Aram Pachyan (real name Sevak Hakobi Tamamyan; born March 19, 1983) is an Armenian writer. He is considered one of the most prominent representatives of the post-Soviet generation of Armenian authors.  In 2021, he won the EU Prize for Literature for his book P/F, becoming the first Armenian author to receive the honor. Pachyan's work is noted for its fragmentary, stream of consciousness style and difficult subject matter. His books have been published in several languages, including English.

== Early life ==
Aram Pachyan was born on March 19, 1983, in Vanadzor, into a family of medical workers. His father is a renowned surgeon Hakob Ghukas Tamamyan, who in 1988-1994, as a volunteer and on duty, traveled throughout Armenia and Nagorno Karabakh, treating soldiers and civilians Pachyan credits his family for instilling a love of literature in him from a young age citing Robinson Crusoe by Daniel Dafoe as one of the most influential books in his youth, particularly due to its themes surrounding isolation. The novel later inspired the title of his first collection of short stories, Robinson. Pachyan received a degree in law from the Yerevan State University but soon became disillusioned with the prospects of working as a lawyer in Armenia. He began to write stories shortly after being discharged from the Armenian military, inspired by the things he experienced and witnessed during his mandatory service. He cited Fyodor Dostoevsky, Thomas Bernhard, Susan Sontag and James Joyce among his favorite authors.

== Career ==
In 2010 Pachyan published his first collection of short stories, titled Robinson and 13 stories In 2009, before the publication of the entire collection, he received the Presidential youth prize for literature for several stories that were already published at that point. A second Armenian edition of the book was published in 2019. The collection was published in English by Glagoslav Publications in 2020, translated by Nazareth Seferian, Nairi Hakhverdi, Arevik Ashkharoyan, Nyree Abrahamian, and Lusine Mueller. The stories touch on topics such as masculinity, childhood trauma, loneliness and alcoholism.

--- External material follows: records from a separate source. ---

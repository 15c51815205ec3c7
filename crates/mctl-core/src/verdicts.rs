use chrono::Utc;
use serde_json::json;
use tracing::Level;

use mctl_observability::{emit_event, ObservabilityEvent, ProcessKind};
use mctl_types::{Handoff, HandoffKind, NewReview, Review, TaskStatus, Verdict};

use crate::{MissionControl, MissionResult, Notification, SideEffect};

impl MissionControl {
    /// Stores a verifier verdict and applies it to the task graph.
    pub async fn submit_review(&self, input: NewReview) -> MissionResult<Review> {
        let mut input = input;
        input.reviewer = input.reviewer.trim().to_string();
        if input.reviewer.is_empty() {
            input.reviewer = self
                .config
                .get()
                .await
                .workflow
                .verifier_role
                .unwrap_or_else(|| "verifier".to_string());
        }
        let review = Review::new(input, Utc::now());
        let stored = review.clone();
        let now = review.created_at;
        let touched = self
            .storage
            .transact(move |state| {
                state.task(&stored.task_id)?;
                let mut touched = Vec::new();
                match stored.verdict {
                    Verdict::Approve => {}
                    Verdict::NeedsRevision => {
                        let targets = if stored.affected_tasks.is_empty() {
                            vec![stored.task_id.clone()]
                        } else {
                            // Only the reviewed task and its own subtree.
                            let descendants = state.descendant_ids(&stored.task_id);
                            stored
                                .affected_tasks
                                .iter()
                                .filter(|id| {
                                    **id == stored.task_id || descendants.contains(*id)
                                })
                                .cloned()
                                .collect()
                        };
                        for id in targets {
                            if state.try_transition(&id, TaskStatus::NeedsUpdate, now)? {
                                touched.push(id);
                            }
                        }
                    }
                    Verdict::Block => {
                        if state.try_transition(&stored.task_id, TaskStatus::Blocked, now)? {
                            touched.push(stored.task_id.clone());
                        }
                        state.handoffs.push(Handoff::new(
                            &stored.task_id,
                            &stored.reviewer,
                            "hitl",
                            HandoffKind::Block,
                            stored.summary.clone(),
                            now,
                        ));
                    }
                }
                state.reviews.push(stored);
                Ok(touched)
            })
            .await?;

        emit_event(
            Level::INFO,
            ProcessKind::Engine,
            ObservabilityEvent::new("verdicts", "review.recorded")
                .task(&review.task_id)
                .role(&review.reviewer)
                .status(review.verdict.as_str()),
        );
        self.event_bus.emit(
            "review.recorded",
            json!({
                "reviewID": review.id,
                "taskID": review.task_id,
                "verdict": review.verdict,
                "updated": touched,
            }),
        );

        match review.verdict {
            Verdict::Approve => self.side_effects.enqueue(SideEffect::FanInParent {
                parent_id: review.task_id.clone(),
            }),
            Verdict::Block => self.notify(Notification::urgent(
                "Verifier blocked a task",
                if review.summary.trim().is_empty() {
                    format!("{} blocked task {}", review.reviewer, review.task_id)
                } else {
                    review.summary.clone()
                },
                &review.task_id,
            )),
            Verdict::NeedsRevision if touched.is_empty() => {
                tracing::warn!(review_id = %review.id, "revision verdict changed no task status");
            }
            Verdict::NeedsRevision => {}
        }
        Ok(review)
    }
}
#[derive(Debug, Clone, Serialize)]
pub struct PeerRequest {
    pub session_key: String,
    pub role_id: String,
    pub prompt: String,
    pub tools: Vec<ToolSchema>,
    #[serde(skip_serializing_if = "Option::is_none")]
    pub model: Option<String>,
}

#[derive(Debug, Clone, Copy, PartialEq, Eq, Serialize, Deserialize, Default)]
pub struct TokenUsage {
    #[serde(default, alias = "input_tokens")]
    pub prompt_tokens: u64,
    #[serde(default, alias = "output_tokens")]
    pub completion_tokens: u64,
    #[serde(default)]
    pub total_tokens: u64,
}

impl TokenUsage {
    pub fn total(&self) -> u64 {
        if self.total_tokens > 0 {
            self.total_tokens
        } else {
            self.prompt_tokens + self.completion_tokens
        }
    }
}

#[derive(Debug, Clone, PartialEq, Serialize, Deserialize)]
#[serde(tag = "type", rename_all = "snake_case")]
pub enum PeerEvent {
    #[serde(alias = "text", alias = "delta")]
    TextDelta { text: String },
    #[serde(alias = "tool_use")]
    ToolCall {
        id: String,
        name: String,
        #[serde(default, alias = "args", alias = "input")]
        arguments: Value,
    },
    Usage { usage: TokenUsage },
    #[serde(alias = "done", alias = "completed")]
    Final {
        #[serde(default)]
        text: Option<String>,
        #[serde(default)]
        usage: Option<TokenUsage>,
    },
    Error {
        message: String,
        #[serde(default)]
        code: Option<String>,
    },
}

const ENVELOPE_KEYS: [&str; 3] = ["event", "data", "payload"];

/// Decodes one wire object. Envelopes (`{"event": {...}}`) are unwrapped, string-encoded tool
/// arguments are parsed, and unknown event types yield `None`.
pub fn decode_peer_event(value: Value) -> anyhow::Result<Option<PeerEvent>> {
    let mut value = value;
    for _ in 0..4 {
        let Some(obj) = value.as_object() else {
            return Err(anyhow!("peer event is not an object"));
        };
        if obj.contains_key("type") {
            break;
        }
        let Some(inner) = ENVELOPE_KEYS
            .iter()
            .find_map(|key| obj.get(*key).filter(|v| v.is_object()))
        else {
            return Ok(None);
        };
        value = inner.clone();
    }

    if let Some(Value::String(raw)) = value.get("arguments") {
        let parsed = if raw.trim().is_empty() {
            json!({})
        } else {
            serde_json::from_str::<Value>(raw).unwrap_or_else(|_| json!({ "raw": raw }))
        };
        value["arguments"] = parsed;
    }

    match serde_json::from_value::<PeerEvent>(value.clone()) {
        Ok(event) => Ok(Some(event)),
        Err(err) => {
            let kind = value.get("type").and_then(|v| v.as_str()).unwrap_or("");
            if is_known_type(kind) {
                Err(anyhow!("malformed `{kind}` peer event: {err}"))
            } else {
                tracing::debug!(event_type = kind, "ignoring unknown peer event");
                Ok(None)
            }
        }
    }
}

fn is_known_type(kind: &str) -> bool {
    matches!(
        kind,
        "text_delta"
            | "text"
            | "delta"
            | "tool_call"
            | "tool_use"
            | "usage"
            | "final"
            | "done"
            | "completed"
            | "error"
    )
}

/// An open conversation turn on the peer.
pub struct PeerSession {
    pub stream_id: String,
    pub model: Option<String>,
    pub events: PeerEventStream,
}

#[async_trait]
pub trait LlmPeer: Send + Sync {
    fn name(&self) -> &str;
    async fn send(&self, request: PeerRequest) -> anyhow::Result<PeerSession>;
    async fn submit_tool_result(
        &self,
        stream_id: &str,
        call_id: &str,
        output: &ToolOutput,
    ) -> anyhow::Result<()>;
}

In 2012 he published his first novel, Goodbye Bird, a reedited and extended second edition of the novel in Armenian was published in 2017. The following year it was published in English by Glagoslav Publications, translated by Nairi Hakhverdi. Goodbye, Bird is centered around the memories of a 28 year old man who was discharged from the army. The novel has been adapted for the stage two times: a play based on the novel, titled I Am a Vegetarian premiered in Yerevan in 2015, the work was also adapted into an English language opera, which premiered in Munchen in 2021.

In 2014, Pachyan published his second collection of short stories and essays, Ocean, A second edition was released in 2020. A story from the collection, titled Remembering the reader was translated to English and published in University of Michigan's literary magazine Absinthe.

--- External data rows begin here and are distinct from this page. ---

use std::collections::HashMap;
use std::sync::{Arc, OnceLock};
use std::time::Duration;

use async_trait::async_trait;
use regex::Regex;
use reqwest::Url;
use serde::{Deserialize, Serialize};
use serde_json::{json, Value};
use tokio::sync::RwLock;

use crate::policy::url_host_allowed;
use crate::Storage;

const MAX_FETCH_CHARS: usize = 20_000;
const MAX_REDIRECTS: usize = 5;

#[derive(Debug, Clone, PartialEq, Serialize, Deserialize)]
pub struct ToolSchema {
    pub name: String,
    pub description: String,
    pub input_schema: Value,
}

#[derive(Debug, Clone, PartialEq, Serialize, Deserialize)]
pub struct ToolOutput {
    pub output: String,
    #[serde(default)]
    pub is_error: bool,
    #[serde(default)]
    pub metadata: Value,
}

impl ToolOutput {
    pub fn ok(output: impl Into<String>, metadata: Value) -> Self {
        Self {
            output: output.into(),
            is_error: false,
            metadata,
        }
    }

    pub fn error(message: impl Into<String>) -> Self {
        Self {
            output: message.into(),
            is_error: true,
            metadata: json!({}),
        }
    }
}

/// The run a tool call executes on behalf of.
#[derive(Debug, Clone)]
pub struct ToolContext {
    pub task_id: String,
    pub run_id: String,
    pub tenant_id: String,
    /// Hosts a fetch may reach, checked again on every redirect hop.
    pub allowed_fetch_domains: Vec<String>,
}

#[async_trait]
pub trait Tool: Send + Sync {
    fn schema(&self) -> ToolSchema;
    async fn execute(&self, ctx: &ToolContext, args: Value) -> anyhow::Result<ToolOutput>;
}

#[derive(Clone, Default)]
pub struct ToolRegistry {
    tools: Arc<RwLock<HashMap<String, Arc<dyn Tool>>>>,
}

impl ToolRegistry {
    pub fn new() -> Self {
        Self::default()
    }

    pub async fn with_builtins(storage: Arc<Storage>) -> Self {
        let registry = Self::new();
        registry.register(Arc::new(ScrapeAndParseUrlTool::new())).await;
        registry
            .register(Arc::new(ReadTaskTool {
                storage: storage.clone(),
            }))
            .await;
        registry.register(Arc::new(SearchTasksTool { storage })).await;
        registry
    }

    pub async fn register(&self, tool: Arc<dyn Tool>) {
        let name = tool.schema().name;
        self.tools.write().await.insert(name, tool);
    }

    pub async fn list(&self) -> Vec<ToolSchema> {
        let mut schemas = self
            .tools
            .read()
            .await
            .values()
            .map(|t| t.schema())
            .collect::<Vec<_>>();
        schemas.sort_by(|a, b| a.name.cmp(&b.name));
        schemas
    }

    pub async fn execute(
        &self,
        name: &str,
        ctx: &ToolContext,
        args: Value,
    ) -> anyhow::Result<ToolOutput> {
        let tool = self.tools.read().await.get(name).cloned();
        let Some(tool) = tool else {
            return Ok(ToolOutput::error(format!("Unknown tool: {name}")));
        };
        tool.execute(ctx, args).await
    }
}

pub struct ScrapeAndParseUrlTool {
    client: reqwest::Client,
}

impl ScrapeAndParseUrlTool {
    pub fn new() -> Self {
        let client = reqwest::Client::builder()
            .timeout(Duration::from_secs(30))
            .redirect(reqwest::redirect::Policy::none())
            .build()
            .unwrap_or_default();
        Self { client }
    }
}

impl Default for ScrapeAndParseUrlTool {
    fn default() -> Self {
        Self::new()
    }
}

#[async_trait]
impl Tool for ScrapeAndParseUrlTool {
    fn schema(&self) -> ToolSchema {
        ToolSchema {
            name: "scrape_and_parse_url".to_string(),
            description: "Fetch an allow-listed URL and return its readable text".to_string(),
            input_schema: json!({
                "type": "object",
                "properties": { "url": { "type": "string" } },
                "required": ["url"]
            }),
        }
    }

    async fn execute(&self, ctx: &ToolContext, args: Value) -> anyhow::Result<ToolOutput> {
        let raw = args["url"].as_str().unwrap_or("").trim();
        if raw.is_empty() {
            return Ok(ToolOutput::error("missing `url` argument"));
        }
        let mut url = match Url::parse(raw) {
            Ok(url) => url,
            Err(err) => return Ok(ToolOutput::error(format!("invalid url `{raw}`: {err}"))),
        };
        let mut hops = 0;
        let resp = loop {
            if !url_host_allowed(&url, &ctx.allowed_fetch_domains) {
                return Ok(ToolOutput::error(format!(
                    "`{url}` is not in allowed_fetch_domains"
                )));
            }
            let resp = self.client.get(url.clone()).send().await?;
            if !resp.status().is_redirection() {
                break resp;
            }
            let Some(location) = resp
                .headers()
                .get(reqwest::header::LOCATION)
                .and_then(|v| v.to_str().ok())
            else {
                break resp;
            };
            hops += 1;
            if hops > MAX_REDIRECTS {
                return Ok(ToolOutput::error(format!(
                    "too many redirects (limit {MAX_REDIRECTS})"
                )));
            }
            url = url.join(location)?;
        };
        let status = resp.status();
        let body = resp.text().await?;
        if !status.is_success() {
            return Ok(ToolOutput::error(format!("fetch returned HTTP {status}")));
        }
        let text = html_to_text(&body);
        let truncated = text.chars().count() > MAX_FETCH_CHARS;
        Ok(ToolOutput::ok(
            text.chars().take(MAX_FETCH_CHARS).collect::<String>(),
            json!({"status": status.as_u16(), "truncated": truncated}),
        ))
    }
}

fn html_to_text(html: &str) -> String {
    static BLOCKS: OnceLock<Option<Regex>> = OnceLock::new();
    static TAGS: OnceLock<Option<Regex>> = OnceLock::new();
    static SPACE: OnceLock<Option<Regex>> = OnceLock::new();
    let blocks = BLOCKS.get_or_init(|| Regex::new(r"(?is)<(script|style|noscript)\b.*?</\s*(script|style|noscript)\s*>").ok());
    let tags = TAGS.get_or_init(|| Regex::new(r"(?s)<[^>]*>").ok());
    let space = SPACE.get_or_init(|| Regex::new(r"[ \t\r\n]+").ok());

    let mut text = html.to_string();
    if let Some(re) = blocks {
        text = re.replace_all(&text, " ").into_owned();
    }
    if let Some(re) = tags {
        text = re.replace_all(&text, " ").into_owned();
    }
    text = text
        .replace("&nbsp;", " ")
        .replace("&amp;", "&")
        .replace("&lt;", "<")
        .replace("&gt;", ">")
        .replace("&quot;", "\"")
        .replace("&#39;", "'");
    if let Some(re) = space {
        text = re.replace_all(&text, " ").into_owned();
    }
    text.trim().to_string()
}

struct ReadTaskTool {
    storage: Arc<Storage>,
}

#[async_trait]
impl Tool for ReadTaskTool {
    fn schema(&self) -> ToolSchema {
        ToolSchema {
            name: "read_task".to_string(),
            description: "Read a task, its latest run summary and its children".to_string(),
            input_schema: json!({
                "type": "object",
                "properties": { "task_id": { "type": "string" } },
                "required": ["task_id"]
            }),
        }
    }

    async fn execute(&self, ctx: &ToolContext, args: Value) -> anyhow::Result<ToolOutput> {
        let task_id = args["task_id"].as_str().unwrap_or(&ctx.task_id);
        let Some(task) = self.storage.get_task(task_id).await else {
            return Ok(ToolOutput::error(format!("task `{task_id}` not found")));
        };
        if task.tenant_id != ctx.tenant_id {
            return Ok(ToolOutput::error(format!("task `{task_id}` not found")));
        }
        let latest_summary = self
            .storage
            .runs_for_task(task_id)
            .await
            .into_iter()
            .rev()
            .find_map(|run| run.output_summary);
        let children = self
            .storage
            .children(task_id)
            .await
            .into_iter()
            .map(|child| json!({"id": child.id, "title": child.title, "status": child.status}))
            .collect::<Vec<_>>();
        let payload = json!({
            "id": task.id,
            "title": task.title,
            "objective": task.objective,
            "status": task.status,
            "owner_role_id": task.owner_role_id,
            "latest_summary": latest_summary,
            "children": children,
        });
        Ok(ToolOutput::ok(
            serde_json::to_string_pretty(&payload)?,
            json!({"task_id": task_id}),
        ))
    }
}

struct SearchTasksTool {
    storage: Arc<Storage>,
}

#[async_trait]
impl Tool for SearchTasksTool {
    fn schema(&self) -> ToolSchema {
        ToolSchema {
            name: "search_tasks".to_string(),
            description: "Search tasks of the current tenant by title or objective".to_string(),
            input_schema: json!({
                "type": "object",
                "properties": {
                    "query": { "type": "string" },
                    "limit": { "type": "integer" }
                },
                "required": ["query"]
            }),
        }
    }

    async fn execute(&self, ctx: &ToolContext, args: Value) -> anyhow::Result<ToolOutput> {
        let query = args["query"].as_str().unwrap_or("").trim().to_lowercase();
        let limit = args["limit"].as_u64().map(|v| v.clamp(1, 50)).unwrap_or(10) as usize;
        let hits = self
            .storage
            .list_tasks()
            .await
            .into_iter()
            .filter(|task| task.tenant_id == ctx.tenant_id)
            .filter(|task| {
                query.is_empty()
                    || task.title.to_lowercase().contains(&query)
                    || task.objective.to_lowercase().contains(&query)
            })
            .take(limit)
            .map(|task| json!({"id": task.id, "title": task.title, "status": task.status}))
            .collect::<Vec<_>>();
        let count = hits.len();
        Ok(ToolOutput::ok(
            serde_json::to_string_pretty(&hits)?,
            json!({"count": count}),
        ))
    }
}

In 2020 Pachyan published his second novel, P/F. The novel is a fragmentary experimental work touching on the past and present of Yerevan. Before the novel was published, on February 22, 2015, within the framework of "DILIJAN CHAMBER MUSIC", the work "Pachyan Fragments" written for vocals, violin and percussion by Swiss-based composer Aram Hovhannisyan was performed at the "Zipper Hall" in Los Angeles, USA. In 2021, the novel won the EU Prize for Literature.

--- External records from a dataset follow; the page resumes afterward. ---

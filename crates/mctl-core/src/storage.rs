use std::collections::{HashMap, VecDeque};
use std::path::{Path, PathBuf};

use anyhow::Context;
use chrono::{DateTime, Utc};
use serde::{Deserialize, Serialize};
use tokio::fs;
use tokio::sync::RwLock;

use mctl_types::{
    Approval, ApprovalStatus, Handoff, Insight, Review, Run, RunStatus, Task, TaskStatus,
};

use crate::{MissionError, MissionResult};

const STORE_FILE: &str = "store.json";

/// Every persisted record. Task statuses pass through the legacy decoder on load.
#[derive(Debug, Clone, Default, Serialize, Deserialize)]
pub struct StoreState {
    #[serde(default)]
    pub tasks: HashMap<String, Task>,
    #[serde(default)]
    pub runs: HashMap<String, Run>,
    #[serde(default)]
    pub approvals: HashMap<String, Approval>,
    #[serde(default)]
    pub handoffs: Vec<Handoff>,
    #[serde(default)]
    pub insights: Vec<Insight>,
    #[serde(default)]
    pub reviews: Vec<Review>,
}

#[derive(Debug, Clone, Default, Serialize, Deserialize)]
pub struct PurgeReport {
    pub runs: usize,
    pub approvals: usize,
    pub handoffs: usize,
    pub insights: usize,
    pub reviews: usize,
}

impl StoreState {
    pub fn task(&self, id: &str) -> MissionResult<&Task> {
        self.tasks
            .get(id)
            .ok_or_else(|| MissionError::not_found("task", id))
    }

    pub fn task_mut(&mut self, id: &str) -> MissionResult<&mut Task> {
        self.tasks
            .get_mut(id)
            .ok_or_else(|| MissionError::not_found("task", id))
    }

    pub fn run_mut(&mut self, id: &str) -> MissionResult<&mut Run> {
        self.runs
            .get_mut(id)
            .ok_or_else(|| MissionError::not_found("run", id))
    }

    /// Moves a task along the pipeline, rejecting edges the state machine does not allow.
    pub fn transition(
        &mut self,
        id: &str,
        target: TaskStatus,
        now: DateTime<Utc>,
    ) -> MissionResult<TaskStatus> {
        let task = self.task_mut(id)?;
        let from = task.status;
        if !from.can_transition_to(target) {
            return Err(MissionError::conflict(format!(
                "task `{id}` cannot move from {from} to {target}"
            )));
        }
        task.status = target;
        task.updated_at = now;
        Ok(from)
    }

    /// Like [`StoreState::transition`] but leaves the task untouched when the edge is not allowed.
    pub fn try_transition(
        &mut self,
        id: &str,
        target: TaskStatus,
        now: DateTime<Utc>,
    ) -> MissionResult<bool> {
        let task = self.task_mut(id)?;
        if !task.status.can_transition_to(target) {
            return Ok(false);
        }
        task.status = target;
        task.updated_at = now;
        Ok(true)
    }

    pub fn children_of(&self, parent_id: &str) -> Vec<&Task> {
        let mut children = self
            .tasks
            .values()
            .filter(|task| task.parent_id.as_deref() == Some(parent_id))
            .collect::<Vec<_>>();
        children.sort_by(|a, b| {
            a.execution_order
                .cmp(&b.execution_order)
                .then_with(|| a.created_at.cmp(&b.created_at))
        });
        children
    }

    pub fn descendant_ids(&self, root_id: &str) -> Vec<String> {
        let mut out = Vec::new();
        let mut queue = VecDeque::from([root_id.to_string()]);
        while let Some(current) = queue.pop_front() {
            for child in self.children_of(&current) {
                out.push(child.id.clone());
                queue.push_back(child.id.clone());
            }
        }
        out
    }

    pub fn running_run_for(&self, task_id: &str) -> Option<&Run> {
        self.runs
            .values()
            .find(|run| run.task_id == task_id && run.status == RunStatus::Running)
    }

    pub fn pending_approval_for(&self, task_id: &str) -> Option<&Approval> {
        self.approvals
            .values()
            .find(|a| a.task_id == task_id && a.status == ApprovalStatus::Pending)
    }

    pub fn latest_review_for(&self, task_id: &str) -> Option<&Review> {
        self.reviews
            .iter()
            .filter(|review| review.task_id == task_id)
            .max_by_key(|review| review.created_at)
    }

    /// Closes every open run of a task with the given terminal status.
    pub fn close_open_runs(
        &mut self,
        task_id: &str,
        status: RunStatus,
        now: DateTime<Utc>,
    ) -> usize {
        let mut closed = 0;
        for run in self.runs.values_mut() {
            if run.task_id == task_id && run.status.is_open() {
                run.status = status;
                run.ended_at = Some(now);
                closed += 1;
            }
        }
        closed
    }

    pub fn purge_task(&mut self, task_id: &str) -> MissionResult<PurgeReport> {
        if self.tasks.remove(task_id).is_none() {
            return Err(MissionError::not_found("task", task_id));
        }
        let mut report = PurgeReport::default();
        let before = self.runs.len();
        self.runs.retain(|_, run| run.task_id != task_id);
        report.runs = before - self.runs.len();
        let before = self.approvals.len();
        self.approvals.retain(|_, a| a.task_id != task_id);
        report.approvals = before - self.approvals.len();
        let before = self.handoffs.len();
        self.handoffs.retain(|h| h.task_id != task_id);
        report.handoffs = before - self.handoffs.len();
        let before = self.insights.len();
        self.insights.retain(|i| i.parent_task_id != task_id);
        report.insights = before - self.insights.len();
        let before = self.reviews.len();
        self.reviews.retain(|r| r.task_id != task_id);
        report.reviews = before - self.reviews.len();
        Ok(report)
    }
}

pub struct Storage {
    base: PathBuf,
    state: RwLock<StoreState>,
}

impl Storage {
    pub async fn new(base: impl AsRef<Path>) -> anyhow::Result<Self> {
        let base = base.as_ref().to_path_buf();
        fs::create_dir_all(&base).await?;
        let store_file = base.join(STORE_FILE);
        let state = if store_file.exists() {
            let raw = fs::read_to_string(&store_file).await?;
            serde_json::from_str::<StoreState>(&raw)
                .with_context(|| format!("failed to parse {}", store_file.display()))?
        } else {
            StoreState::default()
        };
        Ok(Self {
            base,
            state: RwLock::new(state),
        })
    }

    pub fn base(&self) -> &Path {
        &self.base
    }

    /// Applies `apply` to a copy of the state and commits it only if it returns `Ok` and the
    /// snapshot reaches disk. Concurrent transactions are serialized by the write lock.
    pub async fn transact<T, F>(&self, apply: F) -> MissionResult<T>
    where
        F: FnOnce(&mut StoreState) -> MissionResult<T>,
    {
        let mut guard = self.state.write().await;
        let mut draft = guard.clone();
        let out = apply(&mut draft)?;
        self.write_snapshot(&draft).await?;
        *guard = draft;
        Ok(out)
    }

    pub async fn read<T>(&self, view: impl FnOnce(&StoreState) -> T) -> T {
        let guard = self.state.read().await;
        view(&guard)
    }

    pub async fn get_task(&self, id: &str) -> Option<Task> {
        self.state.read().await.tasks.get(id).cloned()
    }

    pub async fn list_tasks(&self) -> Vec<Task> {
        let mut tasks = self
            .state
            .read()
            .await
            .tasks
            .values()
            .cloned()
            .collect::<Vec<_>>();
        tasks.sort_by(|a, b| a.created_at.cmp(&b.created_at));
        tasks
    }

    pub async fn children(&self, parent_id: &str) -> Vec<Task> {
        self.read(|state| state.children_of(parent_id).into_iter().cloned().collect())
            .await
    }

    pub async fn get_run(&self, id: &str) -> Option<Run> {
        self.state.read().await.runs.get(id).cloned()
    }

    pub async fn runs_for_task(&self, task_id: &str) -> Vec<Run> {
        let mut runs = self
            .state
            .read()
            .await
            .runs
            .values()
            .filter(|run| run.task_id == task_id)
            .cloned()
            .collect::<Vec<_>>();
        runs.sort_by(|a, b| a.started_at.cmp(&b.started_at));
        runs
    }

    pub async fn get_approval(&self, id: &str) -> Option<Approval> {
        self.state.read().await.approvals.get(id).cloned()
    }

    pub async fn approvals_for_task(&self, task_id: &str) -> Vec<Approval> {
        let mut approvals = self
            .state
            .read()
            .await
            .approvals
            .values()
            .filter(|a| a.task_id == task_id)
            .cloned()
            .collect::<Vec<_>>();
        approvals.sort_by(|a, b| a.created_at.cmp(&b.created_at));
        approvals
    }

    pub async fn handoffs_for_task(&self, task_id: &str) -> Vec<Handoff> {
        self.read(|state| {
            state
                .handoffs
                .iter()
                .filter(|h| h.task_id == task_id)
                .cloned()
                .collect()
        })
        .await
    }

    pub async fn get_insight(&self, id: &str) -> Option<Insight> {
        self.read(|state| state.insights.iter().find(|i| i.id == id).cloned())
            .await
    }

    pub async fn insights_for_task(&self, task_id: &str) -> Vec<Insight> {
        self.read(|state| {
            state
                .insights
                .iter()
                .filter(|i| i.parent_task_id == task_id)
                .cloned()
                .collect()
        })
        .await
    }

    pub async fn reviews_for_task(&self, task_id: &str) -> Vec<Review> {
        self.read(|state| {
            state
                .reviews
                .iter()
                .filter(|r| r.task_id == task_id)
                .cloned()
                .collect()
        })
        .await
    }

    async fn write_snapshot(&self, state: &StoreState) -> anyhow::Result<()> {
        let payload = serde_json::to_string_pretty(state)?;
        let target = self.base.join(STORE_FILE);
        let tmp = self.base.join(format!("{STORE_FILE}.tmp"));
        fs::write(&tmp, payload)
            .await
            .with_context(|| format!("failed to write {}", tmp.display()))?;
        fs::rename(&tmp, &target).await?;
        Ok(())
    }
}

#[cfg(test)]
mod tests {
    use super::*;
    use mctl_types::NewTask;
    use uuid::Uuid;

    fn temp_base() -> PathBuf {
        std::env::temp_dir().join(format!("mctl-storage-test-{}", Uuid::new_v4()))
    }

    #[tokio::test]
    async fn failed_transaction_leaves_state_untouched() {
        let storage = Storage::new(temp_base()).await.expect("storage");
        let task = Task::new(NewTask::new("t", "o", "acme"), Utc::now());
        let id = task.id.clone();
        storage
            .transact(|state| {
                state.tasks.insert(task.id.clone(), task);
                Ok(())
            })
            .await
            .expect("insert");

        let result: MissionResult<()> = storage
            .transact(|state| {
                state.task_mut(&id)?.interrupt_count = 7;
                Err(MissionError::conflict("abort"))
            })
            .await;
        assert!(result.is_err());
        assert_eq!(storage.get_task(&id).await.expect("task").interrupt_count, 0);
    }

    #[tokio::test]
    async fn reload_normalizes_legacy_status_strings() {
        let base = temp_base();
        std::fs::create_dir_all(&base).expect("dir");
        let now = Utc::now();
        let mut task = serde_json::to_value(Task::new(NewTask::new("t", "o", "acme"), now))
            .expect("json");
        task["status"] = serde_json::Value::String("In Progress".to_string());
        let id = task["id"].as_str().expect("id").to_string();
        let mut tasks = serde_json::Map::new();
        tasks.insert(id.clone(), task);
        let raw = serde_json::json!({ "tasks": tasks });
        std::fs::write(base.join(STORE_FILE), raw.to_string()).expect("write");

        let storage = Storage::new(&base).await.expect("storage");
        let loaded = storage.get_task(&id).await.expect("task");
        assert_eq!(loaded.status, TaskStatus::InExecution);
    }

    #[tokio::test]
    async fn transitions_follow_the_state_machine() {
        let storage = Storage::new(temp_base()).await.expect("storage");
        let mut task = Task::new(NewTask::new("t", "o", "acme"), Utc::now());
        task.status = TaskStatus::HitlReview;
        let id = task.id.clone();
        storage
            .transact(|state| {
                state.tasks.insert(id.clone(), task);
                Ok(())
            })
            .await
            .expect("insert");

        let err = storage
            .transact(|state| state.transition(&id, TaskStatus::Failed, Utc::now()))
            .await
            .expect_err("hitl_review must not fall to failed");
        assert!(matches!(err, MissionError::Conflict(_)));
        let moved = storage
            .transact(|state| state.try_transition(&id, TaskStatus::Failed, Utc::now()))
            .await
            .expect("try");
        assert!(!moved);
    }

    #[tokio::test]
    async fn descendants_are_collected_breadth_first() {
        let storage = Storage::new(temp_base()).await.expect("storage");
        let now = Utc::now();
        let root = Task::new(NewTask::new("root", "o", "acme"), now);
        let mut child_input = NewTask::new("child", "o", "acme");
        child_input.parent_id = Some(root.id.clone());
        let child = Task::new(child_input, now);
        let mut grandchild_input = NewTask::new("grandchild", "o", "acme");
        grandchild_input.parent_id = Some(child.id.clone());
        let grandchild = Task::new(grandchild_input, now);
        let expected = vec![child.id.clone(), grandchild.id.clone()];
        let root_id = root.id.clone();
        storage
            .transact(|state| {
                for task in [root, child, grandchild] {
                    state.tasks.insert(task.id.clone(), task);
                }
                Ok(())
            })
            .await
            .expect("insert");
        let found = storage.read(|state| state.descendant_ids(&root_id)).await;
        assert_eq!(found, expected);
    }
}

In 2023, Pachyan published a prose collection titled "If This is a Writer".

Between 2013-2020, Pachyan worked as a columnist in the Hraparak newspaper.

== Reception ==
Literary scholar and editor Arqmenik Nikoghosyan praised Pachyan's work, spotlighting the first three of the writer's books in his radio show High Literature with Arqmenik Nikoghosyan.

Fellow author Grig called Robinson one of the best works of contemporary literature.